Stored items
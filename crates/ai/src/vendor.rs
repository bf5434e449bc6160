//! Vendor job boundary.
//!
//! A vendor either answers a submission directly with finished resources or
//! accepts it and hands back a job id that is later polled with
//! [`VendorJobClient::query_status`]. Request encoding for each provider lives
//! behind this trait.

use std::collections::HashMap;
use std::sync::Arc;

use serde::{Deserialize, Serialize};
use thiserror::Error;

use crate::call::CallContext;

/// What kind of generation is being requested.
#[derive(Debug, Clone, Copy, PartialEq, Eq, Hash, Serialize, Deserialize)]
#[serde(rename_all = "snake_case")]
pub enum VendorJobKind {
    TextToImage,
    ImageToImage,
    ArtisticText,
    ImageToVideo,
    Upscale,
    Colorize,
}

/// Provider-neutral generation request.
#[derive(Debug, Clone, PartialEq, Serialize, Deserialize)]
pub struct VendorRequest {
    pub kind: VendorJobKind,
    pub model: String,
    #[serde(default)]
    pub prompt: String,
    #[serde(default)]
    pub negative_prompt: String,
    #[serde(default, skip_serializing_if = "Option::is_none")]
    pub image: Option<String>,
    #[serde(default, skip_serializing_if = "Option::is_none")]
    pub text: Option<String>,
    pub image_count: u32,
    #[serde(default, skip_serializing_if = "Option::is_none")]
    pub width: Option<u32>,
    #[serde(default, skip_serializing_if = "Option::is_none")]
    pub height: Option<u32>,
    #[serde(default, skip_serializing_if = "Option::is_none")]
    pub steps: Option<u32>,
    #[serde(default, skip_serializing_if = "Option::is_none")]
    pub seed: Option<i64>,
    #[serde(default, skip_serializing_if = "Option::is_none")]
    pub scale: Option<u32>,
    #[serde(default, skip_serializing_if = "Option::is_none")]
    pub style_preset: Option<String>,
}

impl VendorRequest {
    pub fn new(kind: VendorJobKind, model: impl Into<String>) -> Self {
        Self {
            kind,
            model: model.into(),
            prompt: String::new(),
            negative_prompt: String::new(),
            image: None,
            text: None,
            image_count: 1,
            width: None,
            height: None,
            steps: None,
            seed: None,
            scale: None,
            style_preset: None,
        }
    }
}

/// Answer to a submission.
#[derive(Debug, Clone, PartialEq, Eq)]
pub enum VendorSubmission {
    /// The vendor finished synchronously.
    Completed { resources: Vec<String> },
    /// The vendor queued the work under `job_id`.
    Accepted { job_id: String },
}

#[derive(Debug, Clone, Copy, PartialEq, Eq, Hash, Serialize, Deserialize)]
#[serde(rename_all = "snake_case")]
pub enum VendorJobState {
    Pending,
    Running,
    Success,
    Failed,
    Unknown,
}

impl VendorJobState {
    /// Pending, running and unknown all mean "ask again later".
    pub fn is_in_progress(&self) -> bool {
        matches!(
            self,
            VendorJobState::Pending | VendorJobState::Running | VendorJobState::Unknown
        )
    }
}

/// Result of a status query.
#[derive(Debug, Clone, PartialEq, Eq)]
pub struct VendorJobStatus {
    pub state: VendorJobState,
    /// Resource URLs, populated on success. May contain blanks.
    pub resources: Vec<String>,
    /// Vendor-provided failure detail.
    pub message: Option<String>,
}

impl VendorJobStatus {
    pub fn in_state(state: VendorJobState) -> Self {
        Self {
            state,
            resources: Vec::new(),
            message: None,
        }
    }

    pub fn succeeded(resources: Vec<String>) -> Self {
        Self {
            state: VendorJobState::Success,
            resources,
            message: None,
        }
    }

    pub fn failed(message: impl Into<String>) -> Self {
        Self {
            state: VendorJobState::Failed,
            resources: Vec::new(),
            message: Some(message.into()),
        }
    }

    /// Resource URLs with blank entries removed.
    pub fn usable_resources(&self) -> Vec<String> {
        self.resources
            .iter()
            .filter(|r| !r.trim().is_empty())
            .cloned()
            .collect()
    }
}

#[derive(Debug, Error, Clone, PartialEq, Eq)]
pub enum VendorError {
    /// Network failure, timeout, 5xx and the like.
    #[error("vendor transport error: {0}")]
    Transport(String),

    /// The vendor refused the request (bad input, moderation, quota on their side).
    #[error("vendor rejected request: {0}")]
    Rejected(String),

    #[error("vendor returned an unreadable response: {0}")]
    InvalidResponse(String),
}

/// Client for one AI vendor.
pub trait VendorJobClient: Send + Sync {
    fn submit(
        &self,
        ctx: &CallContext,
        request: &VendorRequest,
    ) -> Result<VendorSubmission, VendorError>;

    fn query_status(&self, ctx: &CallContext, job_id: &str)
    -> Result<VendorJobStatus, VendorError>;
}

/// Vendor clients by name, built at startup.
#[derive(Default, Clone)]
pub struct VendorRegistry {
    clients: HashMap<String, Arc<dyn VendorJobClient>>,
}

impl VendorRegistry {
    pub fn new() -> Self {
        Self::default()
    }

    pub fn register(&mut self, name: impl Into<String>, client: Arc<dyn VendorJobClient>) {
        self.clients.insert(name.into(), client);
    }

    pub fn with(mut self, name: impl Into<String>, client: Arc<dyn VendorJobClient>) -> Self {
        self.register(name, client);
        self
    }

    pub fn get(&self, name: &str) -> Option<Arc<dyn VendorJobClient>> {
        self.clients.get(name).cloned()
    }

    pub fn names(&self) -> Vec<&str> {
        let mut names: Vec<&str> = self.clients.keys().map(String::as_str).collect();
        names.sort_unstable();
        names
    }
}

impl std::fmt::Debug for VendorRegistry {
    fn fmt(&self, f: &mut std::fmt::Formatter<'_>) -> std::fmt::Result {
        f.debug_struct("VendorRegistry")
            .field("vendors", &self.names())
            .finish()
    }
}
//! Conversation context reduction.
//!
//! Chat requests built from a group's history can be arbitrarily long and
//! arbitrarily shaped. Before a request reaches a [`crate::ChatClient`] it is
//! normalized and cut down to fit the model's context window:
//!
//! ```text
//! drop blank ─▶ split system ─▶ end on user ─▶ collapse runs ─▶ start on user
//!                                                      │
//!                              token budget ◀─ max turns
//! ```

use std::collections::HashMap;

use thiserror::Error;

use taskforge_core::{ChatMessage, ChatRole};

use crate::chat::ChatRequest;

/// Placeholder appended when a conversation does not end with a user turn.
pub const CONTINUE_PROMPT: &str = "continue";

#[derive(Debug, Error, Clone, PartialEq, Eq)]
pub enum ContextError {
    #[error("exceeds max context length: needs {required} tokens, limit is {limit}")]
    ContextExceedsLimit { required: usize, limit: usize },
}

/// A request that fits the model, plus its prompt token count.
#[derive(Debug, Clone, PartialEq, Eq)]
pub struct ReducedRequest {
    pub request: ChatRequest,
    pub input_tokens: usize,
}

pub trait ConversationContextReducer: Send + Sync {
    /// Reduce `request` to at most `max_turns` exchanges and `max_tokens`
    /// prompt tokens. System messages are always kept.
    fn fix(
        &self,
        request: ChatRequest,
        max_turns: usize,
        max_tokens: usize,
    ) -> Result<ReducedRequest, ContextError>;
}

/// Token estimation for a single message.
pub trait TokenCounter: Send + Sync {
    fn count(&self, model: &str, message: &ChatMessage) -> usize;
}

/// Rough estimate: four characters per token plus a fixed per-message overhead.
#[derive(Debug, Clone, Copy, Default)]
pub struct ApproxTokenCounter;

impl TokenCounter for ApproxTokenCounter {
    fn count(&self, _model: &str, message: &ChatMessage) -> usize {
        4 + message.content.chars().count().div_ceil(4)
    }
}

/// Default reducer: keeps the most recent exchanges that fit.
#[derive(Debug, Clone)]
pub struct WindowedContextReducer<C: TokenCounter = ApproxTokenCounter> {
    counter: C,
    model_limits: HashMap<String, usize>,
    default_limit: usize,
}

impl WindowedContextReducer<ApproxTokenCounter> {
    pub fn new(default_limit: usize) -> Self {
        Self::with_counter(ApproxTokenCounter, default_limit)
    }
}

impl<C: TokenCounter> WindowedContextReducer<C> {
    pub fn with_counter(counter: C, default_limit: usize) -> Self {
        Self {
            counter,
            model_limits: HashMap::new(),
            default_limit,
        }
    }

    pub fn with_model_limit(mut self, model: impl Into<String>, limit: usize) -> Self {
        self.model_limits.insert(model.into(), limit);
        self
    }

    fn model_limit(&self, model: &str) -> usize {
        self.model_limits
            .get(model)
            .copied()
            .unwrap_or(self.default_limit)
    }
}

/// Newest-first, strictly alternating, starting (newest) and ending (oldest)
/// on a user message.
fn normalize(conversation: Vec<ChatMessage>) -> Vec<ChatMessage> {
    let mut conversation = conversation;
    if conversation.last().map(|m| m.role) != Some(ChatRole::User) {
        conversation.push(ChatMessage::user(CONTINUE_PROMPT));
    }

    let mut newest_first: Vec<ChatMessage> = Vec::with_capacity(conversation.len());
    for message in conversation.into_iter().rev() {
        if newest_first.last().map(|m| m.role) == Some(message.role) {
            continue;
        }
        newest_first.push(message);
    }

    if newest_first.len() % 2 == 0 {
        newest_first.pop();
    }
    newest_first
}

impl<C: TokenCounter> ConversationContextReducer for WindowedContextReducer<C> {
    fn fix(
        &self,
        request: ChatRequest,
        max_turns: usize,
        max_tokens: usize,
    ) -> Result<ReducedRequest, ContextError> {
        let ChatRequest { model, messages } = request;

        let (system, conversation): (Vec<_>, Vec<_>) = messages
            .into_iter()
            .filter(|m| !m.is_blank())
            .partition(|m| m.role == ChatRole::System);

        let mut newest_first = normalize(conversation);
        newest_first.truncate(max_turns * 2 + 1);

        let system_tokens: usize = system.iter().map(|m| self.counter.count(&model, m)).sum();
        let model_limit = self.model_limit(&model);
        let limit = max_tokens.min(model_limit.saturating_sub(system_tokens));

        // The newest user message is mandatory; older exchanges are added in
        // (assistant, user) pairs while they fit.
        let mut kept = 0;
        let mut used = 0;
        let mut iter = newest_first.iter();
        if let Some(latest) = iter.next() {
            let tokens = self.counter.count(&model, latest);
            if tokens > limit {
                return Err(ContextError::ContextExceedsLimit {
                    required: system_tokens + tokens,
                    limit: model_limit.min(max_tokens + system_tokens),
                });
            }
            used = tokens;
            kept = 1;
        }
        while let (Some(assistant), Some(user)) = (iter.next(), iter.next()) {
            let pair = self.counter.count(&model, assistant) + self.counter.count(&model, user);
            if used + pair > limit {
                break;
            }
            used += pair;
            kept += 2;
        }
        newest_first.truncate(kept);

        let mut messages = system;
        messages.extend(newest_first.into_iter().rev());

        Ok(ReducedRequest {
            request: ChatRequest { model, messages },
            input_tokens: system_tokens + used,
        })
    }
}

• _Your task_:
If a line in the records includes the string "most", copy it.

• _Written reply_:
    /// Reduce `request` to at most `max_turns` exchanges and `max_tokens`
/// Default reducer: keeps the most recent exchanges that fit.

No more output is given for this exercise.